Simplify it. Give us the impetus behind it that drives such a math. The impetus behind it is what is important. Simplification.


----------



## ppsage (Oct 29, 2010)

Thanks much for your thoughts Draxia. I don't think it is simple though. I think it's really complex and really hard and will take considerable study. Personally, I love that. pp


----------



## garza (Oct 29, 2010)

You mention 'the elegant simplicity of the arithmetic' but go on to confuse complexity with difficulty. For one with the patience to investigate step by step, the equations of relativity and quantum mechanics will unravel and reveal their internal 'elegant simplicity', and those terminal points of zero and infinity mark the limits, not of the math, but of our own ability to find the path that will lead to the next level of understanding. From simple addition, to the solution of linear equations, to Simpson's Rule, to Schrödinger's Equation, and beyond to where we are today and where we will be tomorrow we walk step by step and plant milestones along the way to show those who follow, 'Thus far we came, now go ye farther'.


----------



## Scarlett_156 (Oct 29, 2010)

> In the mean time, speculations of its import are, so to speak, somewhat groundless, particularly those partaking of a metaphysical hue.



I do not entirely understand what "somewhat groundless" means. If you are requesting a critique of your writing, that might be something you would want to adjust--also a couple more paragraph breaks would be helpful, though I certainly can't diss the general cohesiveness of your argument and your writing style, which are impressive. 

Moving on:  Consideration of "the singularity" is of course a keystone of Middle Eastern as well as Western occultism; naturally, of course, the average person--even a highly intelligent and well-educated person such as yourself--is not likely to know much about that, given that this type of spirituality is "occult" (i.e., kept hidden), and conventional spirituality most often concerns itself with making things more complicated and confusing instead of simpler. 

If you have spent time researching the metaphysical aspects of the singularity and have not so far encountered these teachings, please accept my apology.  If you have not done so--which is my suspicion, based on the phrase "somewhat groundless"--please feel free to message me and I can point you toward some material you can read on line which might help that part of your research. (NOTE:  I'm not in the least interested in influencing your point of view about anything, but only offering to help your research.) 

Otherwise I think this is a good beginning to an interesting discussion.  Is this intended as an essay, or part of some larger work...?


----------



## LWilliam (Nov 2, 2010)

Organizationally, as Scarlett_156 noted, judicious use of paragraph breaks would help greatly in "spreading out on the table" your premise and argument.
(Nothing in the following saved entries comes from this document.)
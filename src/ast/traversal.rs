use thiserror::Error;

use crate::{
    ast::{InternalQuery, Node, NodeKind},
    types::RuntimeType,
};

/// A pass popped more operands than the node it was rebuilding produced.
#[derive(Debug, Clone, PartialEq, Eq, Error)]
#[error("operand stack underflow while rebuilding '{0}'")]
pub struct StackUnderflow(pub String);

/// Bottom-up pass over a tree, driven by `walk`.
///
/// `leave` receives the outputs of the node's children in the order
/// `children` listed them.
pub trait Visitor<'n> {
    type Output;
    type Error: From<StackUnderflow>;

    fn children(&mut self, node: &'n Node) -> Vec<&'n Node> {
        node.children()
    }

    fn enter(&mut self, _node: &'n Node) -> Result<(), Self::Error> {
        Ok(())
    }

    fn leave(&mut self, node: &'n Node, children: Vec<Self::Output>) -> Result<Self::Output, Self::Error>;
}

enum Frame<'n> {
    Enter(&'n Node),
    Exit(&'n Node, usize),
}

/// Post-order traversal with an explicit work stack and operand stack, so
/// deeply nested expressions never grow the native call stack.
pub fn walk<'n, V: Visitor<'n>>(root: &'n Node, visitor: &mut V) -> Result<V::Output, V::Error> {
    let mut work = vec![Frame::Enter(root)];
    let mut operands: Vec<V::Output> = Vec::new();

    while let Some(frame) = work.pop() {
        match frame {
            Frame::Enter(node) => {
                visitor.enter(node)?;
                let children = visitor.children(node);
                work.push(Frame::Exit(node, children.len()));
                work.extend(children.into_iter().rev().map(Frame::Enter));
            }
            Frame::Exit(node, arity) => {
                let split = operands
                    .len()
                    .checked_sub(arity)
                    .ok_or_else(|| StackUnderflow(node.to_string()))?;
                let args = operands.split_off(split);
                operands.push(visitor.leave(node, args)?);
            }
        }
    }

    operands.pop().ok_or_else(|| StackUnderflow(root.to_string()).into())
}

struct Rebuilder<F> {
    f: F,
}

impl<'n, E, F> Visitor<'n> for Rebuilder<F>
where
    E: From<StackUnderflow>,
    F: FnMut(Node) -> Result<Node, E>,
{
    type Output = Node;
    type Error = E;

    fn leave(&mut self, node: &'n Node, children: Vec<Node>) -> Result<Node, E> {
        let rebuilt = node.rebuild(children)?;
        (self.f)(rebuilt)
    }
}

/// Rebuild `root` bottom-up, passing every rebuilt node through `f`.
pub fn rewrite<E, F>(root: &Node, f: F) -> Result<Node, E>
where
    E: From<StackUnderflow>,
    F: FnMut(Node) -> Result<Node, E>,
{
    walk(root, &mut Rebuilder { f })
}

struct Operands<'a> {
    iter: std::vec::IntoIter<Node>,
    owner: &'a Node,
}

impl Operands<'_> {
    fn one(&mut self) -> Result<Node, StackUnderflow> {
        self.iter.next().ok_or_else(|| StackUnderflow(self.owner.to_string()))
    }

    fn boxed(&mut self) -> Result<Box<Node>, StackUnderflow> {
        self.one().map(Box::new)
    }

    fn many(&mut self, n: usize) -> Result<Vec<Node>, StackUnderflow> {
        (0..n).map(|_| self.one()).collect()
    }

    fn maybe(&mut self, present: bool) -> Result<Option<Node>, StackUnderflow> {
        if present { self.one().map(Some) } else { Ok(None) }
    }

    fn maybe_boxed(&mut self, present: bool) -> Result<Option<Box<Node>>, StackUnderflow> {
        Ok(self.maybe(present)?.map(Box::new))
    }
}

impl Node {
    /// Direct children in evaluation order.
    pub fn children(&self) -> Vec<&Node> {
        match &self.kind {
            NodeKind::Literal(_)
            | NodeKind::Identifier(_)
            | NodeKind::Column { .. }
            | NodeKind::FieldLink(_)
            | NodeKind::Wildcard { .. }
            | NodeKind::Placeholder
            | NodeKind::AggregateRef { .. }
            | NodeKind::GroupKeyRef { .. }
            | NodeKind::SourceRow { .. }
            | NodeKind::InMemoryFrom { .. }
            | NodeKind::PropertyFrom { .. }
            | NodeKind::CreateTable { .. } => Vec::new(),
            NodeKind::Property { root, .. } => vec![root.as_ref()],
            NodeKind::Index { root, index } => vec![root.as_ref(), index.as_ref()],
            NodeKind::Method { args, .. } | NodeKind::SchemaFrom { args, .. } => args.iter().collect(),
            NodeKind::Binary { left, right, .. }
            | NodeKind::DynamicOperator { left, right, .. }
            | NodeKind::Apply { left, right, .. }
            | NodeKind::ApplyStep { left, right, .. }
            | NodeKind::SetOperator { left, right, .. } => vec![left.as_ref(), right.as_ref()],
            NodeKind::Unary { operand, .. } => vec![operand.as_ref()],
            NodeKind::Case { whens, otherwise } => whens
                .iter()
                .flat_map(|(w, t)| [w, t])
                .chain(otherwise.as_deref())
                .collect(),
            NodeKind::InList { expr, list, .. } => std::iter::once(expr.as_ref()).chain(list).collect(),
            NodeKind::IsNull { expr, .. }
            | NodeKind::Field { expr, .. }
            | NodeKind::Where(expr)
            | NodeKind::OrderField { expr, .. } => vec![expr.as_ref()],
            NodeKind::Select { fields, .. } | NodeKind::OrderBy(fields) => fields.iter().collect(),
            NodeKind::GroupBy { keys, having } => keys.iter().chain(having.as_deref()).collect(),
            NodeKind::TableContains { values, .. } => values.iter().collect(),
            NodeKind::Join { left, right, condition, .. } | NodeKind::JoinStep { left, right, condition, .. } => {
                vec![left.as_ref(), right.as_ref(), condition.as_ref()]
            }
            NodeKind::Query { from, filter, group_by, select, order_by, skip, take, .. } => {
                let mut out: Vec<&Node> = vec![from.as_ref()];
                out.extend(filter.as_deref());
                out.extend(group_by.as_deref());
                out.push(select.as_ref());
                out.extend(order_by.as_deref());
                out.extend(skip.as_deref());
                out.extend(take.as_deref());
                out
            }
            NodeKind::InternalQuery(q) => {
                let mut out: Vec<&Node> = vec![&q.from];
                out.extend(q.filter.as_ref());
                out.extend(&q.group_by);
                out.extend(&q.refresh);
                out.extend(&q.select);
                out.extend(&q.order_by);
                out.extend(q.skip.as_ref());
                out.extend(q.take.as_ref());
                out
            }
            NodeKind::Root { statements, .. } => statements.iter().collect(),
        }
    }

    /// Copy of this node with its children replaced, in `children()` order.
    /// The node keeps its own type.
    pub fn rebuild(&self, children: Vec<Node>) -> Result<Node, StackUnderflow> {
        let mut ops = Operands { iter: children.into_iter(), owner: self };
        let kind = match &self.kind {
            NodeKind::Literal(_)
            | NodeKind::Identifier(_)
            | NodeKind::Column { .. }
            | NodeKind::FieldLink(_)
            | NodeKind::Wildcard { .. }
            | NodeKind::Placeholder
            | NodeKind::AggregateRef { .. }
            | NodeKind::GroupKeyRef { .. }
            | NodeKind::SourceRow { .. }
            | NodeKind::InMemoryFrom { .. }
            | NodeKind::PropertyFrom { .. }
            | NodeKind::CreateTable { .. } => self.kind.clone(),
            NodeKind::Property { member, .. } => NodeKind::Property { root: ops.boxed()?, member: member.clone() },
            NodeKind::Index { .. } => NodeKind::Index { root: ops.boxed()?, index: ops.boxed()? },
            NodeKind::Method { alias, name, args, binding } => NodeKind::Method {
                alias: alias.clone(),
                name: name.clone(),
                args: ops.many(args.len())?,
                binding: binding.clone(),
            },
            NodeKind::SchemaFrom { schema, method, args, alias } => NodeKind::SchemaFrom {
                schema: schema.clone(),
                method: method.clone(),
                args: ops.many(args.len())?,
                alias: alias.clone(),
            },
            NodeKind::Binary { op, .. } => NodeKind::Binary { op: *op, left: ops.boxed()?, right: ops.boxed()? },
            NodeKind::DynamicOperator { op, .. } => NodeKind::DynamicOperator { op: *op, left: ops.boxed()?, right: ops.boxed()? },
            NodeKind::Apply { kind, .. } => NodeKind::Apply { kind: *kind, left: ops.boxed()?, right: ops.boxed()? },
            NodeKind::ApplyStep { kind, .. } => NodeKind::ApplyStep { kind: *kind, left: ops.boxed()?, right: ops.boxed()? },
            NodeKind::SetOperator { op, keys, .. } => NodeKind::SetOperator {
                op: *op,
                keys: keys.clone(),
                left: ops.boxed()?,
                right: ops.boxed()?,
            },
            NodeKind::Unary { op, .. } => NodeKind::Unary { op: *op, operand: ops.boxed()? },
            NodeKind::Case { whens, otherwise } => {
                let mut rebuilt = Vec::with_capacity(whens.len());
                for _ in whens {
                    rebuilt.push((ops.one()?, ops.one()?));
                }
                NodeKind::Case { whens: rebuilt, otherwise: ops.maybe_boxed(otherwise.is_some())? }
            }
            NodeKind::InList { list, negated, .. } => NodeKind::InList {
                expr: ops.boxed()?,
                list: ops.many(list.len())?,
                negated: *negated,
            },
            NodeKind::IsNull { negated, .. } => NodeKind::IsNull { expr: ops.boxed()?, negated: *negated },
            NodeKind::Field { name, .. } => NodeKind::Field { expr: ops.boxed()?, name: name.clone() },
            NodeKind::Where(_) => NodeKind::Where(ops.boxed()?),
            NodeKind::OrderField { descending, .. } => NodeKind::OrderField { expr: ops.boxed()?, descending: *descending },
            NodeKind::Select { fields, distinct } => NodeKind::Select { fields: ops.many(fields.len())?, distinct: *distinct },
            NodeKind::OrderBy(fields) => NodeKind::OrderBy(ops.many(fields.len())?),
            NodeKind::GroupBy { keys, having } => NodeKind::GroupBy {
                keys: ops.many(keys.len())?,
                having: ops.maybe_boxed(having.is_some())?,
            },
            NodeKind::TableContains { table, columns, values, negated } => NodeKind::TableContains {
                table: table.clone(),
                columns: columns.clone(),
                values: ops.many(values.len())?,
                negated: *negated,
            },
            NodeKind::Join { kind, .. } => NodeKind::Join {
                kind: *kind,
                left: ops.boxed()?,
                right: ops.boxed()?,
                condition: ops.boxed()?,
            },
            NodeKind::JoinStep { kind, .. } => NodeKind::JoinStep {
                kind: *kind,
                left: ops.boxed()?,
                right: ops.boxed()?,
                condition: ops.boxed()?,
            },
            NodeKind::Query { id, filter, group_by, order_by, skip, take, .. } => NodeKind::Query {
                id: *id,
                from: ops.boxed()?,
                filter: ops.maybe_boxed(filter.is_some())?,
                group_by: ops.maybe_boxed(group_by.is_some())?,
                select: ops.boxed()?,
                order_by: ops.maybe_boxed(order_by.is_some())?,
                skip: ops.maybe_boxed(skip.is_some())?,
                take: ops.maybe_boxed(take.is_some())?,
            },
            NodeKind::InternalQuery(q) => NodeKind::InternalQuery(Box::new(InternalQuery {
                into: q.into.clone(),
                from: ops.one()?,
                filter: ops.maybe(q.filter.is_some())?,
                group_by: ops.many(q.group_by.len())?,
                refresh: ops.many(q.refresh.len())?,
                select: ops.many(q.select.len())?,
                order_by: ops.many(q.order_by.len())?,
                skip: ops.maybe(q.skip.is_some())?,
                take: ops.maybe(q.take.is_some())?,
            })),
            NodeKind::Root { statements, result } => NodeKind::Root {
                statements: ops.many(statements.len())?,
                result: result.clone(),
            },
        };
        Ok(Node::typed(kind, self.ty.clone()))
    }

    /// Pre-order search without recursion.
    pub fn find(&self, mut pred: impl FnMut(&Node) -> bool) -> Option<&Node> {
        let mut pending = vec![self];
        while let Some(node) = pending.pop() {
            if pred(node) {
                return Some(node);
            }
            pending.extend(node.children().into_iter().rev());
        }
        None
    }

    pub fn any(&self, pred: impl FnMut(&Node) -> bool) -> bool {
        self.find(pred).is_some()
    }

    /// Every node matching `pred`, pre-order.
    pub fn collect(&self, mut pred: impl FnMut(&Node) -> bool) -> Vec<&Node> {
        let mut out = Vec::new();
        let mut pending = vec![self];
        while let Some(node) = pending.pop() {
            if pred(node) {
                out.push(node);
            }
            pending.extend(node.children().into_iter().rev());
        }
        out
    }

    /// First node still typed `Unset`. A successfully analyzed tree has none.
    pub fn first_unset(&self) -> Option<&Node> {
        self.find(|n| n.ty == RuntimeType::Unset)
    }
}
Please allow me a hypocritical note - as much as I think that commas (one of a writer's few methods to provide inflection and accent) are underused all too often, several of your sentences contain (perhaps unnecessary) qualifying clauses, set off by commas, which can lead to confusion, depending on your reader. Hypocritical because, when writing non-fiction, I find myself, like you, using qualifying clauses to ensure that my point is precise and unquestionable. When I find myself overusing those clauses, I try, not always successfully, to limit them. (See what I mean?):roll:

The term, 'singularity', used originally in mathematics in the 19th C., is not only now used in the field of the occult, but also, for purposes of clarity, in present-day university physics classes, especially in analysis of the simple motion of non-rotating bodies. Further, the term is used more frequently in astrophysics, cosmology, and astronomy to pinpoint :lol: one possible origin of the universe.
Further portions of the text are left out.